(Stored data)
--------------------------------

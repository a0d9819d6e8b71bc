//! Metric record stream
//!
//! The core only produces records; formatting and persistence belong to
//! whoever drains the stream.

use serde::Serialize;
use tokio::sync::mpsc::{self, UnboundedReceiver, UnboundedSender};

/// Class of a metric record
#[derive(Debug, Clone, Copy, PartialEq, Eq, Serialize)]
#[serde(rename_all = "snake_case")]
pub enum MetricKind {
    /// Completed trip of an ordinary vehicle
    Trip,
    /// Completed run of an emergency vehicle
    EvResponse,
    /// Periodic average congestion snapshot
    Rho,
}

#[derive(Debug, Clone, PartialEq, Serialize)]
pub struct MetricRecord {
    #[serde(rename = "type")]
    pub kind: MetricKind,
    pub id: String,
    pub value: f64,
}

/// Producer handle, cheap to clone into every agent
#[derive(Debug, Clone, Default)]
pub struct MetricsSink {
    sender: Option<UnboundedSender<MetricRecord>>,
}

impl MetricsSink {
    /// A sink and the stream it feeds
    pub fn channel() -> (Self, UnboundedReceiver<MetricRecord>) {
        let (sender, receiver) = mpsc::unbounded_channel();
        (
            Self {
                sender: Some(sender),
            },
            receiver,
        )
    }

    /// A sink that discards everything
    pub fn disabled() -> Self {
        Self::default()
    }

    pub fn record(&self, kind: MetricKind, id: impl Into<String>, value: f64) {
        if let Some(sender) = &self.sender {
            // A dropped receiver just means nobody is listening any more.
            let _ = sender.send(MetricRecord {
                kind,
                id: id.into(),
                value,
            });
        }
    }

    pub fn trip(&self, vehicle: &str, elapsed: f64) {
        self.record(MetricKind::Trip, vehicle, elapsed);
    }

    pub fn ev_response(&self, elapsed: f64) {
        self.record(MetricKind::EvResponse, "EV", elapsed);
    }

    pub fn rho(&self, average_density: f64) {
        self.record(MetricKind::Rho, "-", average_density);
    }
}

/// Aggregates over a record stream
#[derive(Debug, Clone, Default, PartialEq, Serialize)]
pub struct MetricsSummary {
    pub trips_completed: usize,
    pub avg_trip_time: Option<f64>,
    pub ev_responses: usize,
    pub avg_ev_response: Option<f64>,
    pub last_ev_response: Option<f64>,
    pub avg_rho: Option<f64>,
}

impl MetricsSummary {
    pub fn from_records(records: &[MetricRecord]) -> Self {
        let values = |kind: MetricKind| -> Vec<f64> {
            records
                .iter()
                .filter(|r| r.kind == kind)
                .map(|r| r.value)
                .collect()
        };
        let mean = |v: &[f64]| {
            if v.is_empty() {
                None
            } else {
                Some(v.iter().sum::<f64>() / v.len() as f64)
            }
        };

        let trips = values(MetricKind::Trip);
        let evs = values(MetricKind::EvResponse);
        let rho = values(MetricKind::Rho);
        Self {
            trips_completed: trips.len(),
            avg_trip_time: mean(&trips),
            ev_responses: evs.len(),
            avg_ev_response: mean(&evs),
            last_ev_response: evs.last().copied(),
            avg_rho: mean(&rho),
        }
    }
}

/// Takes every record currently buffered in the stream
pub fn drain_records(receiver: &mut UnboundedReceiver<MetricRecord>) -> Vec<MetricRecord> {
    std::iter::from_fn(|| receiver.try_recv().ok()).collect()
}
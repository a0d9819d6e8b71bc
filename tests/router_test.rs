//! Routing tests over the dynamic edge costs

use smart_traffic::simulation::{City, NodeId, Router, SimConfig, SimError};
use std::sync::Arc;

fn grid(width: u32, height: u32) -> Arc<City> {
    City::from_config(&SimConfig::small(width, height)).unwrap()
}

fn n(x: u32, y: u32) -> NodeId {
    NodeId::new(x, y)
}

#[test]
fn test_straight_route() {
    let city = grid(5, 5);
    let router = Router::new(&city, 0.5);
    let route = router.shortest_path(n(0, 2), n(4, 2), 0.0).unwrap();

    assert_eq!(route.nodes, vec![n(0, 2), n(1, 2), n(2, 2), n(3, 2), n(4, 2)]);
    assert_eq!(route.hops(), 4);
    assert_eq!(route.total_cost, 4.0);
    assert_eq!(route.edges.len(), route.planned_costs.len());
    assert_eq!(route.origin(), n(0, 2));
    assert_eq!(route.destination(), n(4, 2));
}

#[test]
fn test_route_to_self_is_empty() {
    let city = grid(3, 3);
    let route = Router::new(&city, 0.5)
        .shortest_path(n(1, 1), n(1, 1), 0.0)
        .unwrap();
    assert_eq!(route.nodes, vec![n(1, 1)]);
    assert!(route.edges.is_empty());
    assert_eq!(route.total_cost, 0.0);
}

/// Equal-cost, equal-length paths resolve to the smaller node sequence
#[test]
fn test_tie_break_prefers_smaller_node_sequence() {
    let city = grid(3, 3);
    let router = Router::new(&city, 0.5);
    let route = router.shortest_path(n(0, 0), n(1, 1), 0.0).unwrap();
    assert_eq!(route.nodes, vec![n(0, 0), n(0, 1), n(1, 1)]);

    let back = router.shortest_path(n(1, 1), n(0, 0), 0.0).unwrap();
    assert_eq!(back.nodes, vec![n(1, 1), n(0, 1), n(0, 0)]);
}

#[test]
fn test_tie_break_prefers_fewer_hops() {
    let city = grid(3, 3);
    let direct = city.graph.edge_between(n(0, 0), n(1, 0)).unwrap();
    // The direct road now costs exactly as much as the three-hop detour
    city.events.report(direct, 2.0, 10.0).unwrap();

    let route = Router::new(&city, 0.5)
        .shortest_path(n(0, 0), n(1, 0), 0.0)
        .unwrap();
    assert_eq!(route.nodes, vec![n(0, 0), n(1, 0)]);
    assert_eq!(route.total_cost, 3.0);
}

#[test]
fn test_repeated_queries_are_deterministic() {
    let city = grid(6, 6);
    city.events.report(city.graph.edge_between(n(2, 2), n(3, 2)).unwrap(), 5.0, 10.0).unwrap();
    city.events.report(city.graph.edge_between(n(1, 4), n(1, 5)).unwrap(), 1.0, 10.0).unwrap();
    let router = Router::new(&city, 0.5);

    let first = router.shortest_path(n(0, 0), n(5, 5), 1.0).unwrap();
    for _ in 0..20 {
        assert_eq!(router.shortest_path(n(0, 0), n(5, 5), 1.0).unwrap(), first);
    }
    assert_eq!(first.total_cost, 10.0);
}

#[test]
fn test_route_avoids_heavy_incident() {
    let city = grid(5, 5);
    let blocked = city.graph.edge_between(n(1, 0), n(2, 0)).unwrap();
    city.events.spawn_temporary_block(blocked, 30.0).unwrap();

    let route = Router::new(&city, 0.5)
        .shortest_path(n(0, 0), n(4, 0), 0.0)
        .unwrap();
    assert!(!route.edges.contains(&blocked));
    assert_eq!(route.total_cost, 6.0);
}

/// 3x3 grid: an incident on the only edge of the shortest path raises the
/// route cost, and once it expires the recomputed cost is back to baseline
#[test]
fn test_route_cost_recovers_after_incident_expires() {
    let city = grid(3, 3);
    let router = Router::new(&city, 0.5);
    let (origin, destination) = (n(0, 0), n(1, 0));

    let before = router
        .shortest_path(origin, destination, city.events.now())
        .unwrap();
    assert_eq!(before.hops(), 1);
    let edge = before.edges[0];

    city.events.report(edge, 2.0, 5.0).unwrap();
    let during = router
        .shortest_path(origin, destination, city.events.now())
        .unwrap();
    assert!(during.total_cost > before.total_cost);
    assert!(router.is_invalidated(&before, 0, city.events.now()));

    for _ in 0..5 {
        city.events.tick(1.0);
    }
    let after = router
        .shortest_path(origin, destination, city.events.now())
        .unwrap();
    assert_eq!(after.total_cost, before.total_cost);
    assert_eq!(after.nodes, before.nodes);
    assert!(!router.is_invalidated(&before, 0, city.events.now()));
}

#[test]
fn test_invalidation_ignores_edges_behind() {
    let city = grid(4, 1);
    let router = Router::new(&city, 0.5);
    let route = router.shortest_path(n(0, 0), n(3, 0), 0.0).unwrap();

    city.events.report(route.edges[0], 5.0, 10.0).unwrap();
    assert!(router.is_invalidated(&route, 0, 0.0));
    assert!(!router.is_invalidated(&route, 1, 0.0));
    assert_eq!(router.route_cost(&route, 0.0), 8.0);
}

#[test]
fn test_small_cost_change_does_not_invalidate() {
    let city = grid(4, 1);
    let router = Router::new(&city, 0.5);
    let route = router.shortest_path(n(0, 0), n(3, 0), 0.0).unwrap();
    city.events.report(route.edges[1], 0.4, 10.0).unwrap();
    assert!(!router.is_invalidated(&route, 0, 0.0));
}

#[test]
fn test_unknown_node_is_routing_failure() {
    let city = grid(3, 3);
    let err = Router::new(&city, 0.5)
        .shortest_path(n(0, 0), n(7, 7), 0.0)
        .unwrap_err();
    assert_eq!(
        err,
        SimError::RoutingFailure {
            origin: n(0, 0),
            destination: n(7, 7)
        }
    );
    assert!(err.is_fatal());
}
//! Agent capability interface and the task that drives an agent
//!
//! Agents are plain state machines: they react to messages and to their own
//! wake-up times and leave outgoing envelopes in an [`AgentContext`]. The
//! runner owns all the async plumbing.

use log::{debug, error, warn};
use std::sync::Arc;
use tokio::sync::{mpsc::UnboundedSender, watch};
use tokio::time::sleep_until;

use super::clock::SimulationClock;
use super::error::SimError;
use super::protocol::{Envelope, Message};
use super::reporter::IncidentReporterAgent;
use super::traffic_light::TrafficLightAgent;
use super::transport::{Mailbox, Transport};
use super::types::{AgentId, SimTime};
use super::vehicle::{EmergencyVehicleAgent, VehicleAgent};

/// Per-step view an agent gets of the world: the time, and an outbox
#[derive(Debug)]
pub struct AgentContext {
    pub now: SimTime,
    from: AgentId,
    outbox: Vec<Envelope>,
}

impl AgentContext {
    pub fn new(from: AgentId, now: SimTime) -> Self {
        Self {
            now,
            from,
            outbox: Vec::new(),
        }
    }

    pub fn send(&mut self, to: AgentId, message: Message) {
        self.outbox
            .push(Envelope::new(self.from.clone(), to, message));
    }

    pub fn take_outbox(&mut self) -> Vec<Envelope> {
        std::mem::take(&mut self.outbox)
    }
}

/// Capabilities shared by every agent kind
pub trait Agent: Send {
    fn id(&self) -> AgentId;

    fn on_message(&mut self, envelope: Envelope, ctx: &mut AgentContext) -> Result<(), SimError>;

    /// Messages that were already waiting together
    fn on_batch(
        &mut self,
        envelopes: Vec<Envelope>,
        ctx: &mut AgentContext,
    ) -> Result<(), SimError> {
        for envelope in envelopes {
            self.on_message(envelope, ctx)?;
        }
        Ok(())
    }

    /// Called once the time returned by [`Agent::next_wake`] is reached
    fn on_tick(&mut self, ctx: &mut AgentContext) -> Result<(), SimError>;

    /// When the agent next wants [`Agent::on_tick`], if ever
    fn next_wake(&self) -> Option<SimTime>;

    /// Last chance to withdraw outstanding state before the task ends
    fn on_stop(&mut self, _ctx: &mut AgentContext) {}

    fn is_finished(&self) -> bool {
        false
    }
}

/// The closed set of agents in the simulation
#[derive(Debug)]
pub enum SimAgent {
    Vehicle(VehicleAgent),
    EmergencyVehicle(EmergencyVehicleAgent),
    TrafficLight(TrafficLightAgent),
    IncidentReporter(IncidentReporterAgent),
}

impl SimAgent {
    fn inner(&self) -> &dyn Agent {
        match self {
            SimAgent::Vehicle(a) => a,
            SimAgent::EmergencyVehicle(a) => a,
            SimAgent::TrafficLight(a) => a,
            SimAgent::IncidentReporter(a) => a,
        }
    }

    fn inner_mut(&mut self) -> &mut dyn Agent {
        match self {
            SimAgent::Vehicle(a) => a,
            SimAgent::EmergencyVehicle(a) => a,
            SimAgent::TrafficLight(a) => a,
            SimAgent::IncidentReporter(a) => a,
        }
    }
}

impl Agent for SimAgent {
    fn id(&self) -> AgentId {
        self.inner().id()
    }

    fn on_message(&mut self, envelope: Envelope, ctx: &mut AgentContext) -> Result<(), SimError> {
        self.inner_mut().on_message(envelope, ctx)
    }

    fn on_batch(
        &mut self,
        envelopes: Vec<Envelope>,
        ctx: &mut AgentContext,
    ) -> Result<(), SimError> {
        self.inner_mut().on_batch(envelopes, ctx)
    }

    fn on_tick(&mut self, ctx: &mut AgentContext) -> Result<(), SimError> {
        self.inner_mut().on_tick(ctx)
    }

    fn next_wake(&self) -> Option<SimTime> {
        self.inner().next_wake()
    }

    fn on_stop(&mut self, ctx: &mut AgentContext) {
        self.inner_mut().on_stop(ctx)
    }

    fn is_finished(&self) -> bool {
        self.inner().is_finished()
    }
}

/// Everything an agent task needs besides the agent itself
#[derive(Clone)]
pub struct AgentRuntime {
    pub transport: Arc<dyn Transport>,
    pub clock: SimulationClock,
    pub shutdown: watch::Receiver<bool>,
    /// Fatal errors are reported here so the simulation can stop
    pub fatal: UnboundedSender<SimError>,
}

fn deliver(transport: &dyn Transport, ctx: &mut AgentContext) {
    for envelope in ctx.take_outbox() {
        if let Err(e) = transport.send(envelope) {
            warn!("{e}");
        }
    }
}

/// Drives one agent until shutdown, until it finishes, or until it hits a
/// fatal error.
pub async fn run_agent<A: Agent>(mut agent: A, mut mailbox: Mailbox, runtime: AgentRuntime) -> A {
    let AgentRuntime {
        transport,
        clock,
        mut shutdown,
        fatal,
    } = runtime;
    let id = agent.id();

    loop {
        if agent.is_finished() || *shutdown.borrow() {
            break;
        }

        let wake = agent.next_wake();
        let wake_timer = async {
            match wake {
                Some(at) => sleep_until(clock.instant_at(at)).await,
                None => std::future::pending::<()>().await,
            }
        };

        let mut ctx = AgentContext::new(id.clone(), clock.now());
        let outcome = tokio::select! {
            biased;
            _ = shutdown.changed() => break,
            envelope = mailbox.recv() => match envelope {
                Some(first) => {
                    let mut batch = vec![first];
                    batch.extend(mailbox.drain());
                    ctx.now = clock.now();
                    agent.on_batch(batch, &mut ctx)
                }
                None => break,
            },
            _ = wake_timer => {
                ctx.now = clock.now();
                agent.on_tick(&mut ctx)
            }
        };
        deliver(transport.as_ref(), &mut ctx);

        if let Err(e) = outcome {
            if e.is_fatal() {
                error!("{id}: {e}");
                let _ = fatal.send(e);
                break;
            }
            warn!("{id}: {e}");
        }
    }

    // Peers may already be gone at shutdown.
    let mut ctx = AgentContext::new(id, clock.now());
    agent.on_stop(&mut ctx);
    for envelope in ctx.take_outbox() {
        if let Err(e) = transport.send(envelope) {
            debug!("{e}");
        }
    }
    agent
}
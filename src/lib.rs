//! Smart Traffic Library
//!
//! A multi-agent city traffic simulation: dynamic edge costs, rerouting
//! vehicles, emergency priority and traffic light arbitration.

pub mod simulation;
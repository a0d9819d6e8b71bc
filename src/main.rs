use anyhow::Result;
use clap::Parser;
use log::info;
use std::time::Duration;

use smart_traffic::simulation::{SimConfig, SimWorld};

#[derive(Parser)]
#[command(name = "smart_traffic")]
#[command(about = "Multi-agent city traffic simulation")]
struct Cli {
    /// Grid columns
    #[arg(long, default_value = "20")]
    width: u32,

    /// Grid rows
    #[arg(long, default_value = "20")]
    height: u32,

    /// Number of ordinary vehicles
    #[arg(long, default_value = "10")]
    vehicles: usize,

    /// Number of emergency vehicles
    #[arg(long, default_value = "5")]
    emergency: usize,

    /// Seconds of simulated time to run
    #[arg(long, default_value = "30")]
    seconds: u64,

    /// Seed for reproducible runs
    #[arg(long)]
    seed: Option<u64>,

    /// Seconds between incident reporter rounds
    #[arg(long, default_value = "3.0")]
    incident_interval: f64,

    /// Put a traffic light on every node whose coordinates are multiples of this
    #[arg(long, default_value = "4")]
    light_spacing: u32,

    /// Vehicle capacity of every road
    #[arg(long, default_value = "5")]
    capacity: u32,

    /// Print the final city snapshot as JSON
    #[arg(long)]
    snapshot: bool,
}

#[tokio::main]
async fn main() -> Result<()> {
    let env = env_logger::Env::default().default_filter_or("warn,smart_traffic=info");
    env_logger::Builder::from_env(env).init();
    let cli = Cli::parse();

    let config = SimConfig {
        width: cli.width,
        height: cli.height,
        vehicle_count: cli.vehicles,
        emergency_count: cli.emergency,
        incident_interval: cli.incident_interval,
        light_spacing: cli.light_spacing,
        default_capacity: cli.capacity,
        seed: cli.seed,
        ..SimConfig::default()
    };

    println!("Running smart traffic simulation...");
    println!(
        "Grid: {}x{}, vehicles: {}, emergency: {}, duration: {}s",
        cli.width, cli.height, cli.vehicles, cli.emergency, cli.seconds
    );

    let mut world = SimWorld::start(config)?;
    world.draw_map();

    // Print progress once per simulated second
    let mut outcome = Ok(());
    for second in 1..=cli.seconds {
        outcome = world.run_for(Duration::from_secs(1)).await;
        if outcome.is_err() {
            break;
        }
        if second % 10 == 0 || second == cli.seconds {
            println!("--- After {second}s ---");
            world.draw_map();
        }
    }

    let report = world.shutdown().await;
    info!("=== SIMULATION COMPLETE ===");
    info!("Elapsed time: {:.2}s", report.elapsed);
    info!("Trips completed: {}", report.summary.trips_completed);
    info!("Emergency responses: {}", report.summary.ev_responses);
    info!("Incidents reported: {}", report.incidents_reported);

    report.print_summary();
    if cli.snapshot {
        println!("{}", report.snapshot.to_json()?);
    }
    outcome
}
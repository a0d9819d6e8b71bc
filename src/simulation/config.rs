//! Configuration surface of the simulation
//!
//! Every tunable the core uses is a field here; constructors take a
//! `SimConfig` instead of reading hardcoded constants.

use super::error::SimError;
use super::events::SeverityPolicy;
use super::types::NodeId;

/// Simulation parameters
#[derive(Debug, Clone)]
pub struct SimConfig {
    /// Number of grid columns
    pub width: u32,
    /// Number of grid rows
    pub height: u32,
    /// Ordinary vehicles to spawn
    pub vehicle_count: usize,
    /// Emergency vehicles to spawn
    pub emergency_count: usize,
    /// A traffic light sits on every node whose coordinates are both multiples of this
    pub light_spacing: u32,
    /// Capacity of every edge without an override
    pub default_capacity: u32,
    /// Per-edge capacities, keyed by the edge's endpoints
    pub capacity_overrides: Vec<(NodeId, NodeId, u32)>,
    /// Base routing weight of every edge
    pub base_weight: f64,
    /// Explicit hospital positions; `None` uses the default layout
    pub hospitals: Option<Vec<NodeId>>,
    /// EMA smoothing factor for edge density, in (0, 1)
    pub ema_alpha: f64,
    /// How overlapping incidents on one edge combine
    pub severity_policy: SeverityPolicy,

    /// Seconds between reporter rounds
    pub incident_interval: f64,
    /// Chance that a reporter round emits anything
    pub incident_probability: f64,
    /// Upper bound on incidents emitted per round
    pub max_incidents_per_round: usize,
    /// Lifetime of a reported incident, in seconds
    pub incident_ttl: f64,
    /// Severity of a reported incident
    pub incident_severity: f64,

    /// Back-off a traffic light asks of denied vehicles, in seconds
    pub retry_after: f64,
    /// Upper bound on an emergency vehicle's back-off, in seconds
    pub emergency_backoff: f64,
    /// How long a vehicle waits for any reply before re-requesting
    pub request_timeout: f64,
    /// Time to cross a controlled intersection once granted
    pub crossing_time: f64,
    /// Seconds of travel per unit of effective edge cost
    pub seconds_per_cost: f64,
    /// A grant held longer than this is revoked
    pub max_grant_hold: f64,
    /// Pause at a destination before the next trip
    pub dwell_time: f64,
    /// Whether vehicles start a new trip after arriving
    pub roaming: bool,
    /// Relative cost increase on a planned edge that forces a reroute
    pub reroute_threshold: f64,

    /// Cadence of the maintenance loop, in seconds
    pub sample_interval: f64,
    /// Purge expired incidents every this many maintenance ticks
    pub sweep_every: u32,
    /// Density above which congestion is broadcast to vehicles
    pub congestion_threshold: f64,

    /// Seed for reproducible runs
    pub seed: Option<u64>,
}

impl Default for SimConfig {
    fn default() -> Self {
        Self {
            width: 20,
            height: 20,
            vehicle_count: 10,
            emergency_count: 5,
            light_spacing: 4,
            default_capacity: 5,
            capacity_overrides: Vec::new(),
            base_weight: 1.0,
            hospitals: None,
            ema_alpha: 0.3,
            severity_policy: SeverityPolicy::Max,
            incident_interval: 3.0,
            incident_probability: 0.4,
            max_incidents_per_round: 3,
            incident_ttl: 8.0,
            incident_severity: 10.0,
            retry_after: 0.5,
            emergency_backoff: 0.1,
            request_timeout: 0.8,
            crossing_time: 0.25,
            seconds_per_cost: 1.0,
            max_grant_hold: 5.0,
            dwell_time: 3.0,
            roaming: true,
            reroute_threshold: 0.5,
            sample_interval: 0.5,
            sweep_every: 10,
            congestion_threshold: 0.8,
            seed: None,
        }
    }
}

impl SimConfig {
    /// A small grid used by tests and demos
    pub fn small(width: u32, height: u32) -> Self {
        Self {
            width,
            height,
            vehicle_count: 0,
            emergency_count: 0,
            light_spacing: 2,
            ..Self::default()
        }
    }

    /// Check the parameters before anything is built from them
    pub fn validate(&self) -> Result<(), SimError> {
        if self.width == 0 || self.height == 0 {
            return Err(SimError::Configuration(format!(
                "grid must be at least 1x1, got {}x{}",
                self.width, self.height
            )));
        }
        if u64::from(self.width) * u64::from(self.height) < 2 {
            return Err(SimError::Configuration(
                "grid needs at least two nodes".to_string(),
            ));
        }
        if self.default_capacity == 0 {
            return Err(SimError::Configuration(
                "capacity must be positive".to_string(),
            ));
        }
        if let Some((a, b, _)) = self.capacity_overrides.iter().find(|(_, _, cap)| *cap == 0) {
            return Err(SimError::Configuration(format!(
                "capacity override for {a}-{b} must be positive"
            )));
        }
        if !(self.base_weight > 0.0 && self.base_weight.is_finite()) {
            return Err(SimError::Configuration(format!(
                "base weight must be positive, got {}",
                self.base_weight
            )));
        }
        if !(self.ema_alpha > 0.0 && self.ema_alpha < 1.0) {
            return Err(SimError::Configuration(format!(
                "EMA alpha must lie in (0, 1), got {}",
                self.ema_alpha
            )));
        }
        if self.light_spacing == 0 {
            return Err(SimError::Configuration(
                "traffic light spacing must be positive".to_string(),
            ));
        }
        if !(0.0..=1.0).contains(&self.incident_probability) {
            return Err(SimError::Configuration(format!(
                "incident probability must lie in [0, 1], got {}",
                self.incident_probability
            )));
        }
        if !(self.incident_severity >= 0.0 && self.incident_severity.is_finite())
            || !(self.incident_ttl > 0.0 && self.incident_ttl.is_finite())
        {
            return Err(SimError::Configuration(
                "incidents need a non-negative severity and a positive TTL".to_string(),
            ));
        }
        let timings = [
            ("retry_after", self.retry_after),
            ("emergency_backoff", self.emergency_backoff),
            ("request_timeout", self.request_timeout),
            ("incident_interval", self.incident_interval),
            ("sample_interval", self.sample_interval),
            ("max_grant_hold", self.max_grant_hold),
        ];
        if let Some((name, value)) = timings.iter().find(|(_, v)| !(*v > 0.0 && v.is_finite())) {
            return Err(SimError::Configuration(format!(
                "{name} must be positive and finite, got {value}"
            )));
        }
        let durations = [self.crossing_time, self.seconds_per_cost, self.dwell_time];
        if durations.iter().any(|d| !(*d >= 0.0 && d.is_finite())) {
            return Err(SimError::Configuration(
                "durations must be finite and not negative".to_string(),
            ));
        }
        if self.sweep_every == 0 {
            return Err(SimError::Configuration(
                "sweep_every must be positive".to_string(),
            ));
        }
        if let Some(hospitals) = &self.hospitals {
            if let Some(h) = hospitals
                .iter()
                .find(|h| h.x >= self.width || h.y >= self.height)
            {
                return Err(SimError::Configuration(format!(
                    "hospital {h} lies outside the grid"
                )));
            }
        }
        Ok(())
    }
}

--------------------------------

Exercise
Go through the records above, find each line with the string "command", and copy it.

Task response
#[command(name = "smart_traffic")]
#[command(about = "Multi-agent city traffic simulation")]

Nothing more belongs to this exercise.